Supplied information:
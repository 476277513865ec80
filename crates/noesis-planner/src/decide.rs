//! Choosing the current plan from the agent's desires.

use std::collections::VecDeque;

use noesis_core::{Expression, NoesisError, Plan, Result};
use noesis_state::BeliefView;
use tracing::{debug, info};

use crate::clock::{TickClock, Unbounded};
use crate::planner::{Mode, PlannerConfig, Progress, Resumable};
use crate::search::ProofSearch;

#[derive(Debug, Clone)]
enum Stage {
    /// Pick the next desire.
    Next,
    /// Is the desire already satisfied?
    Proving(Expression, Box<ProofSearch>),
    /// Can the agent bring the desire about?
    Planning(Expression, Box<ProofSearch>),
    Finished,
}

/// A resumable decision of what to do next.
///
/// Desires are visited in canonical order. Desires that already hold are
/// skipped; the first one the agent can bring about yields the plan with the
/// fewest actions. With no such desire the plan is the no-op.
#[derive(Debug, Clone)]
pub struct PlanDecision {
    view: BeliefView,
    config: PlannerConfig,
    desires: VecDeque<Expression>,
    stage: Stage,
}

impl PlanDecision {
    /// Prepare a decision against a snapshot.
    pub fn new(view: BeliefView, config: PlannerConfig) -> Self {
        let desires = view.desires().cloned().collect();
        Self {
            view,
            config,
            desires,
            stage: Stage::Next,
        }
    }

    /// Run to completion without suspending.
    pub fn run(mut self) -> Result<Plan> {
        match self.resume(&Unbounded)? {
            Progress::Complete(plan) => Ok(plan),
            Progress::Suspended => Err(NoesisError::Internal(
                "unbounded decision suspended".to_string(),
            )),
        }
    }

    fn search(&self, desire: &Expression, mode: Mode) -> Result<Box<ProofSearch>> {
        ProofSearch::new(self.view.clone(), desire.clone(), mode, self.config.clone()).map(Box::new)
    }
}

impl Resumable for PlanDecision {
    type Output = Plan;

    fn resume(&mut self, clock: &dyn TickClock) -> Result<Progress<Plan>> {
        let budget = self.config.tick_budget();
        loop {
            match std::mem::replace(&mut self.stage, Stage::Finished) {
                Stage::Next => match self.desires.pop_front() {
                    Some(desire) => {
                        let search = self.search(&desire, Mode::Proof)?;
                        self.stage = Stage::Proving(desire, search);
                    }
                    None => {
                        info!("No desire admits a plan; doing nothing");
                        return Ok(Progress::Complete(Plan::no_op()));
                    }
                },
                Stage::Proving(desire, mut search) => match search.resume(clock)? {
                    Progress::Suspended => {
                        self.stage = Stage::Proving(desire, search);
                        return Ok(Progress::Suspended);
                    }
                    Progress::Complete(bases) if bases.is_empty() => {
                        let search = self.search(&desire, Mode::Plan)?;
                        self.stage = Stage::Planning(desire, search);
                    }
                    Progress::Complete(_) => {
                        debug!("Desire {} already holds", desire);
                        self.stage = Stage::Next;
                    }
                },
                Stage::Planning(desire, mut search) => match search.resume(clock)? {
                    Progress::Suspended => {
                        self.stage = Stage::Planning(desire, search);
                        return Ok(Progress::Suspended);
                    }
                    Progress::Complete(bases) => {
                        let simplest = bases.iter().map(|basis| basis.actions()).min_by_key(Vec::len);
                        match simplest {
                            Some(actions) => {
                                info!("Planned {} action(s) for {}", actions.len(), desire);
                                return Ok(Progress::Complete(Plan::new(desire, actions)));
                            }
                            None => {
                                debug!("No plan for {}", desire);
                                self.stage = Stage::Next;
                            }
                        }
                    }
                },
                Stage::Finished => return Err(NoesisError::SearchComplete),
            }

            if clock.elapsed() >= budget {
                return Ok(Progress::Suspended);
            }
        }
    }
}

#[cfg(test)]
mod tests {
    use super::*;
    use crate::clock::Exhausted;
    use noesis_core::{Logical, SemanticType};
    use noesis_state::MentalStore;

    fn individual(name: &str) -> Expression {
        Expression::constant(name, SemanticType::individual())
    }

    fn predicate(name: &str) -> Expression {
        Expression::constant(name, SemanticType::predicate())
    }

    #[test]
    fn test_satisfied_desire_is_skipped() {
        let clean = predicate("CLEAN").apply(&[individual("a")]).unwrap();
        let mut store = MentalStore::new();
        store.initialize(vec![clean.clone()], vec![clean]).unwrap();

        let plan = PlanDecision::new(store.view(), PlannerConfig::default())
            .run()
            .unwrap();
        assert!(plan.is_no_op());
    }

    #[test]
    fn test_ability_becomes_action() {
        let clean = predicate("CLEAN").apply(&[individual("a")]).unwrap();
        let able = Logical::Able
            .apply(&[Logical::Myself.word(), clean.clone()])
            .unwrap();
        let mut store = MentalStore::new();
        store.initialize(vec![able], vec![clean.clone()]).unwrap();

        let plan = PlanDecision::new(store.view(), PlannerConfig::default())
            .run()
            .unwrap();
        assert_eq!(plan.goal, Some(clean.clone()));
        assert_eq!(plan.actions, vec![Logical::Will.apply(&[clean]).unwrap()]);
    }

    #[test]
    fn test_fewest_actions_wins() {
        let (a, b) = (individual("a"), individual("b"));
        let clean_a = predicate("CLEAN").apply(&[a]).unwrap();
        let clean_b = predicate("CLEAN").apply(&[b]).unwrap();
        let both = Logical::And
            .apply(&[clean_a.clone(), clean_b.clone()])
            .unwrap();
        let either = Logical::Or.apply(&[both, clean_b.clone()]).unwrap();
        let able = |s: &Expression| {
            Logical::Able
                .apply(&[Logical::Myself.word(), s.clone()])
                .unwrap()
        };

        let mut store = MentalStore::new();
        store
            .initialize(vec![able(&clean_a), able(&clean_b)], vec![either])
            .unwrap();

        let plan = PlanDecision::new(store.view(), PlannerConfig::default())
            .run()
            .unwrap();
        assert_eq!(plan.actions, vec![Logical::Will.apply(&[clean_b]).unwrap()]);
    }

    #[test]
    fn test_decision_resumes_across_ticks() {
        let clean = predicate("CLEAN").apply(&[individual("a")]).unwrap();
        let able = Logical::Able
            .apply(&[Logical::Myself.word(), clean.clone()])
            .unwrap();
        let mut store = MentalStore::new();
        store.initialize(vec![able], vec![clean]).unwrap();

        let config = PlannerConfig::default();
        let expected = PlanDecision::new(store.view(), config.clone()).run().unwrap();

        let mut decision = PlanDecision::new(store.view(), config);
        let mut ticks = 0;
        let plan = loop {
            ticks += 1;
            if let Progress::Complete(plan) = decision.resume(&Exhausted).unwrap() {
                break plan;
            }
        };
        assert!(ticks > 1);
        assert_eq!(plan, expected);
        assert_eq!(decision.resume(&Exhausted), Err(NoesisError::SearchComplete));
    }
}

---

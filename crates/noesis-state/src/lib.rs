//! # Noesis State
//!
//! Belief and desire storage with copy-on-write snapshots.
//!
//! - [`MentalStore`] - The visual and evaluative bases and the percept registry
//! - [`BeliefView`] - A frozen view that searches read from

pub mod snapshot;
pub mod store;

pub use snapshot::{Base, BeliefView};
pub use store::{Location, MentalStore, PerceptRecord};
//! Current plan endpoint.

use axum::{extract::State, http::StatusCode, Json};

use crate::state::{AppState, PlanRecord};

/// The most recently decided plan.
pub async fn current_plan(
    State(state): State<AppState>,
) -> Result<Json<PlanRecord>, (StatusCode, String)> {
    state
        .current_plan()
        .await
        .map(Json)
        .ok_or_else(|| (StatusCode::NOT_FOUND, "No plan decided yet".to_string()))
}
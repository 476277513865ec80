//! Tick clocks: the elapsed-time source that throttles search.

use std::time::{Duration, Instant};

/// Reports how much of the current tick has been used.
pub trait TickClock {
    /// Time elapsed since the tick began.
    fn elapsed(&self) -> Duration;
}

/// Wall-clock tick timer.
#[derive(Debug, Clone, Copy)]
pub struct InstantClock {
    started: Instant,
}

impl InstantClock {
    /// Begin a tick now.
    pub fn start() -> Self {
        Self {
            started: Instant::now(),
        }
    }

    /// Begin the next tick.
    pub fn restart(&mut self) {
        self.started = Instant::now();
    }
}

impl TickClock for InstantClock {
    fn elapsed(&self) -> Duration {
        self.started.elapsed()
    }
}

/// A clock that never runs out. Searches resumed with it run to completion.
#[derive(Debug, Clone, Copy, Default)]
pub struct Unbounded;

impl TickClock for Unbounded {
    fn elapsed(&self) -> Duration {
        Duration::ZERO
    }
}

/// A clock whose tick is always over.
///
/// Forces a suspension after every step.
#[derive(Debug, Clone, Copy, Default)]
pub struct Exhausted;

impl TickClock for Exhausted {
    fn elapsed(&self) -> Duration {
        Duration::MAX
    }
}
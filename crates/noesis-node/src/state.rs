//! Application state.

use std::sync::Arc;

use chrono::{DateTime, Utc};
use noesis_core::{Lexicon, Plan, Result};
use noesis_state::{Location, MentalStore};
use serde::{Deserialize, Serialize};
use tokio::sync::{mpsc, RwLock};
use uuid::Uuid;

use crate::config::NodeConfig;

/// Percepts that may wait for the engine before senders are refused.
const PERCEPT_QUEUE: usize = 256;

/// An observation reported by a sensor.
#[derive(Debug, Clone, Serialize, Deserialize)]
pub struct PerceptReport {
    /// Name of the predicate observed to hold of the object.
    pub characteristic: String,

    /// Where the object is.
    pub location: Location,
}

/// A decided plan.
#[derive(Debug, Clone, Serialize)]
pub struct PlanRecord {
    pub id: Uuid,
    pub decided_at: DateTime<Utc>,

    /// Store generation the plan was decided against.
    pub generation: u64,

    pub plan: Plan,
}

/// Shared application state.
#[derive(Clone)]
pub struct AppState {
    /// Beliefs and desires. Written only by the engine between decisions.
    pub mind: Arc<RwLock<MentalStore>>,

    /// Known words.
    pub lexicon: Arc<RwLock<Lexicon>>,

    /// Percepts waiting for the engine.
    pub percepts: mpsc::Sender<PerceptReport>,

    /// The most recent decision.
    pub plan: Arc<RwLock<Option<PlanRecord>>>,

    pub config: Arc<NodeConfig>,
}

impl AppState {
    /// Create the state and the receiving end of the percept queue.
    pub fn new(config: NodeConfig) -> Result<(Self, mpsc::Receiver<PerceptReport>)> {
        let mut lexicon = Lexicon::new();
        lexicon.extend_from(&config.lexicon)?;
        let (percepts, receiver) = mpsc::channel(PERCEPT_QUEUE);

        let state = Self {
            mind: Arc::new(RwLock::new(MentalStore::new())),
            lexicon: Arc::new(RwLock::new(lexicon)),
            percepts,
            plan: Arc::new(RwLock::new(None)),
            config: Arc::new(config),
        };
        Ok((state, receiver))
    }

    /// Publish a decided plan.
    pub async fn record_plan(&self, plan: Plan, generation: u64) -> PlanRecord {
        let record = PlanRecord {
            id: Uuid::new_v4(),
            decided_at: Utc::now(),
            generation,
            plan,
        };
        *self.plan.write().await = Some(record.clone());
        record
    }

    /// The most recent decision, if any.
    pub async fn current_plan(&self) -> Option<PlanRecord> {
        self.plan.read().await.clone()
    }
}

==

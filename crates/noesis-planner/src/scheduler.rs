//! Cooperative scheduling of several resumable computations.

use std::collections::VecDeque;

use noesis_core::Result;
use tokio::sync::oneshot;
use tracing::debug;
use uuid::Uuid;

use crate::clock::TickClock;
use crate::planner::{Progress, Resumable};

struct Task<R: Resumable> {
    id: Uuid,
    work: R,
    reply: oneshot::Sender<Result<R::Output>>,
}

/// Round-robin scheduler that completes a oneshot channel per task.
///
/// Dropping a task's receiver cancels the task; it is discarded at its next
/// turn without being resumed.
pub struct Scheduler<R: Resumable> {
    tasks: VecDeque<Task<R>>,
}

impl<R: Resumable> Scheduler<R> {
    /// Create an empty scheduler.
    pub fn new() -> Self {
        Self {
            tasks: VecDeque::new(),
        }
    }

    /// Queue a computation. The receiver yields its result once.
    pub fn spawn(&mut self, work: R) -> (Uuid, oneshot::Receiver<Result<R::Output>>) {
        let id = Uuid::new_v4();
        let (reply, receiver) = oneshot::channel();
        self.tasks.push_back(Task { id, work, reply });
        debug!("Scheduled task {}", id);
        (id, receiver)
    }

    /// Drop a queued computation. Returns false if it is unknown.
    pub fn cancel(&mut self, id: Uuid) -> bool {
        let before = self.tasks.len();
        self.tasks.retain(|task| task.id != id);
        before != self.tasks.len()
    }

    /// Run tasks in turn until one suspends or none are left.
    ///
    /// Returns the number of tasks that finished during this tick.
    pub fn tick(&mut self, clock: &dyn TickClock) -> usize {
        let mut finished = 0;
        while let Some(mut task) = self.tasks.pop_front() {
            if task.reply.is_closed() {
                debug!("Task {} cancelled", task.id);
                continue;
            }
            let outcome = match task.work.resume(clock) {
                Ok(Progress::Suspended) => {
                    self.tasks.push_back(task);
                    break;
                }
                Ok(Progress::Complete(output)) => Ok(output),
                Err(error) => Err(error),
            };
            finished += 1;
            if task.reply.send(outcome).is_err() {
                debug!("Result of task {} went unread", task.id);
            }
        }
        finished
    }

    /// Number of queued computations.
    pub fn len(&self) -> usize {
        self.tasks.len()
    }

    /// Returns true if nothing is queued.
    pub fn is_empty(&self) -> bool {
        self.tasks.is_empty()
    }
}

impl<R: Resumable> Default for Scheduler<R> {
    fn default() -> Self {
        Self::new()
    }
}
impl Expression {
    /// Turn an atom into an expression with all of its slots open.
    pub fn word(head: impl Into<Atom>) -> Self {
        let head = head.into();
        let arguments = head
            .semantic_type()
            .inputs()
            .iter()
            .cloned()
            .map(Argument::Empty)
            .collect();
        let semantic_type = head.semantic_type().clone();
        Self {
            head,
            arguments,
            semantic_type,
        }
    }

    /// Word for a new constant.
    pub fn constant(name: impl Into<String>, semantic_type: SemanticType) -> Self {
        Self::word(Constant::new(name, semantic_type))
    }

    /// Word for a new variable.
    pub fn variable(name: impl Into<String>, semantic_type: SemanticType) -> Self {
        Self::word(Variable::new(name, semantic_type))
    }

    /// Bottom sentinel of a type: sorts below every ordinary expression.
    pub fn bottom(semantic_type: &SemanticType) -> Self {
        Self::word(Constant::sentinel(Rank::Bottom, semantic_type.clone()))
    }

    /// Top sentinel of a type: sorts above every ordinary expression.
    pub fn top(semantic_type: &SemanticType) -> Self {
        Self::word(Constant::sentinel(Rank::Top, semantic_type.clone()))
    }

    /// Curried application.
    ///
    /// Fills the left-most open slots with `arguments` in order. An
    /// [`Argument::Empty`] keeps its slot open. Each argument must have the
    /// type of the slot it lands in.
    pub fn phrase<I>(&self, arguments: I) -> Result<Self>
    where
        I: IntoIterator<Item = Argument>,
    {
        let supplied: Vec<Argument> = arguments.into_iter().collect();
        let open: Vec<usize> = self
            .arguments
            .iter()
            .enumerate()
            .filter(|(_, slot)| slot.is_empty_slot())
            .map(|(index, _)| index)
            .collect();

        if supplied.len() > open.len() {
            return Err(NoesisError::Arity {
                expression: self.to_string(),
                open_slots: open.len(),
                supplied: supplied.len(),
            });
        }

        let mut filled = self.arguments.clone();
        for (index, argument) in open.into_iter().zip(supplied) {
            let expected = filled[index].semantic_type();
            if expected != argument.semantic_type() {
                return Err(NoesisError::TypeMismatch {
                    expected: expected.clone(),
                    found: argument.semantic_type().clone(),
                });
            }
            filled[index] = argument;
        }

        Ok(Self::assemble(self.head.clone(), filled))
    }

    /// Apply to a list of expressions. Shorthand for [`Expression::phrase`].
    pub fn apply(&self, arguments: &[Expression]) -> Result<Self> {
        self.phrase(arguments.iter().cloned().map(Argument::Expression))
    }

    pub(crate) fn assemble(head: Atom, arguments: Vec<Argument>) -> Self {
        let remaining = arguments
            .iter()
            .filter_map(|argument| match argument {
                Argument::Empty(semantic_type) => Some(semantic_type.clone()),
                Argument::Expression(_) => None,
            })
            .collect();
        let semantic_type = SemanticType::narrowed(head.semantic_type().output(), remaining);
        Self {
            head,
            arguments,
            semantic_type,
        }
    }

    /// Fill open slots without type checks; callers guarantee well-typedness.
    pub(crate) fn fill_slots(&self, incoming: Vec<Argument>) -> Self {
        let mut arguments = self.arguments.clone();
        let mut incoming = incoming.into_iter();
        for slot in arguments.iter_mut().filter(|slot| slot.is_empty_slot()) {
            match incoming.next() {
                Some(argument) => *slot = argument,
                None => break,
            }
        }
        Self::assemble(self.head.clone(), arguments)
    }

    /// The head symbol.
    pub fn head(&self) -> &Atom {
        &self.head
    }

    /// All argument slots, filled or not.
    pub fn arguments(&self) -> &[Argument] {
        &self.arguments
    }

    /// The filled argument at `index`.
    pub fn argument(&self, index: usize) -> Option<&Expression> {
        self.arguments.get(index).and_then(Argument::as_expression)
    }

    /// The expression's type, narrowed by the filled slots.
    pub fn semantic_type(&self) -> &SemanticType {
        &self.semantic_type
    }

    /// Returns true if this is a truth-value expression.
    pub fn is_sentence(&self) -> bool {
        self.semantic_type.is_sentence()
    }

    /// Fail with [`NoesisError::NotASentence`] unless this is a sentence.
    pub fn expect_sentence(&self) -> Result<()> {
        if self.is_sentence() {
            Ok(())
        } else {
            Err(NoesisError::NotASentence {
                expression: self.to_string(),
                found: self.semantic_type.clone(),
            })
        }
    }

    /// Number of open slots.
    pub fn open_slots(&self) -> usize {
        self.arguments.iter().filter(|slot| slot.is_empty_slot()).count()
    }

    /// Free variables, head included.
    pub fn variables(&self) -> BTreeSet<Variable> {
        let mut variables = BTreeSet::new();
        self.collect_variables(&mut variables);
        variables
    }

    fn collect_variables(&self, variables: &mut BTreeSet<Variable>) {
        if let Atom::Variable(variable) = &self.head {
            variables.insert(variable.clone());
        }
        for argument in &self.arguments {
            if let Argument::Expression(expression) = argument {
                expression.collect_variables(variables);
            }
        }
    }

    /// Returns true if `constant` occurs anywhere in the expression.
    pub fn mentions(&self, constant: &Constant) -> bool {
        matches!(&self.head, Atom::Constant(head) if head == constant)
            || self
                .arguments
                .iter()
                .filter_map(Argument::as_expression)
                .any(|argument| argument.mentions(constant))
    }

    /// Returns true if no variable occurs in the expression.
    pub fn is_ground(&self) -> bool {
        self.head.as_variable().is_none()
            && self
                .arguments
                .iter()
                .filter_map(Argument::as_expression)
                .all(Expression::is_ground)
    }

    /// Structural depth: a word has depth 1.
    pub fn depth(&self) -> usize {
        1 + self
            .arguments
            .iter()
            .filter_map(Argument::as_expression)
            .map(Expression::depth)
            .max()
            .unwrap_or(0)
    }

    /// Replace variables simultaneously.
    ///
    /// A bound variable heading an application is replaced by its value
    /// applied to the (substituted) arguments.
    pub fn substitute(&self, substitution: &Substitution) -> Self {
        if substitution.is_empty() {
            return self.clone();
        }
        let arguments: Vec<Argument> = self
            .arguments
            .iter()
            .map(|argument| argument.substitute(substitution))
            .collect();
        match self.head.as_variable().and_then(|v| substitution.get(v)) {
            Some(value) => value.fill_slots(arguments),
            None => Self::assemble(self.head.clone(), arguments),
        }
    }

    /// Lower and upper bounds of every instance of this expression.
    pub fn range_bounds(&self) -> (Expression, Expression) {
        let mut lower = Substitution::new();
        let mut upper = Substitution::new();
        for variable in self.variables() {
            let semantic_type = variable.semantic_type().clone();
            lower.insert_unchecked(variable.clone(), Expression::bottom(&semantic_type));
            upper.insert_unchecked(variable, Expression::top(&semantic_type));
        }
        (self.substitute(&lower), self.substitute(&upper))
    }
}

Prompt:
Give the number of lines in the material above where the word "cloned" appears, without any other words.

Solution to this task:
3